For the records below, the count of lines that hold "StatusCode" is required; give only that number.

(Dataset entries)

+ + +

async fn create_policy(State(b): State<Backend>, headers: HeaderMap, Json(body): Json<Value>) -> Response {
    b.record("POST", "/policies".into(), headers, Some(body.clone()));
    let policy_type = body["policyType"].as_str().unwrap_or_default().to_string();
    if policy_type != "Kasko" && policy_type != "Traffic" {
        return error(
            StatusCode::BAD_REQUEST,
            json!({ "message": format!("Policy type not found: {}", policy_type) }),
        );
    }
    let mut warnings = Vec::new();
    if body["dealerId"] != json!(IdFixtures::dealer()) {
        warnings.push(format!(
            "No active policy series for dealer {}; a new series will be provisioned",
            body["dealerId"]
        ));
    }
    let mut stored = body.clone();
    stored["id"] = json!(IdFixtures::policy());
    stored["policyNumber"] = json!("POL-000042");
    stored["warnings"] = json!(warnings);
    (StatusCode::CREATED, Json(stored)).into_response()
}

fn stored_policy() -> Value {
    json!({
        "id": IdFixtures::policy(),
        "policyNumber": "POL-000042",
        "dealerId": IdFixtures::dealer(),
        "customerId": IdFixtures::customer(),
        "vehicleId": IdFixtures::vehicle(),
        "policyType": "Kasko",
        "startDate": "2024-01-01",
        "endDate": "2024-12-31",
        "premium": 1180.00
    })
}

async fn get_policy(State(b): State<Backend>, headers: HeaderMap, Path(id): Path<String>) -> Response {
    b.record("GET", format!("/policies/{}", id), headers, None);
    if id != IdFixtures::policy().as_uuid().to_string() {
        return error(StatusCode::NOT_FOUND, json!({ "title": "Not Found" }));
    }
    Json(stored_policy()).into_response()
}

async fn update_policy(
    State(b): State<Backend>,
    headers: HeaderMap,
    Path(id): Path<String>,
    Json(body): Json<Value>,
) -> Response {
    b.record("PUT", format!("/policies/{}", id), headers, Some(body.clone()));
    let mut stored = stored_policy();
    for key in ["policyType", "startDate", "endDate"] {
        stored[key] = body[key].clone();
    }
    Json(stored).into_response()
}

async fn health(State(b): State<Backend>, headers: HeaderMap) -> &'static str {
    b.record("GET", "/health".into(), headers, None);
    "ok"
}

fn brokerage_routes(backend: Backend) -> Router {
    let api = Router::new()
        .route("/dealers", get(dealers))
        .route("/customers", get(customers))
        .route("/vehicles", post(create_vehicle))
        .route("/vehicles/customer/:id", get(vehicles))
        .route("/policy-types", get(policy_types))
        .route("/currencies", get(currencies))
        .route("/pricing/calculate", post(calculate))
        .route("/policies", post(create_policy))
        .route("/policies/:id", get(get_policy).put(update_policy))
        .route("/health", get(health))
        .with_state(backend);
    Router::new().nest("/api", api)
}

/// Serves `app` on an ephemeral port and returns its base URL
async fn serve(app: Router) -> String {
    let listener = tokio::net::TcpListener::bind("127.0.0.1:0").await.unwrap();
    let addr = listener.local_addr().unwrap();
    tokio::spawn(async move {
        axum::serve(listener, app).await.unwrap();
    });
    format!("http://{}/api", addr)
}

async fn start() -> (Backend, BrokerHttpAdapter) {
    let backend = Backend::default();
    let base_url = serve(brokerage_routes(backend.clone())).await;
    let adapter = BrokerHttpAdapter::new(HttpAdapterConfig::new(base_url).with_timeout_secs(5)).unwrap();
    (backend, adapter)
}
//! Policy domain errors
//!
//! Errors raised while turning a draft into a request. Server-side rejections
//! of a submission are classified separately in `submission`.

use thiserror::Error;

use core_kernel::{PortError, TemporalError};

/// Errors that can occur in the policy domain
#[derive(Debug, Error)]
pub enum PolicyError {
    /// Required field is missing
    #[error("Missing required field: {0}")]
    MissingRequiredField(&'static str),

    /// The draft's dates do not form a valid period
    #[error("Invalid policy period: {0}")]
    InvalidPeriod(#[from] TemporalError),

    /// The operation needs a form in create mode
    #[error("Operation not available while editing policy {0}")]
    EditingExistingPolicy(String),

    /// A backend call made on behalf of the form failed
    #[error("Backend error: {0}")]
    Backend(#[from] PortError),
}

impl PolicyError {
    /// Returns true if the error was detected locally, before any request
    pub fn is_local(&self) -> bool {
        !matches!(self, PolicyError::Backend(_))
    }
}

+ + +

## Solution to this exercise
3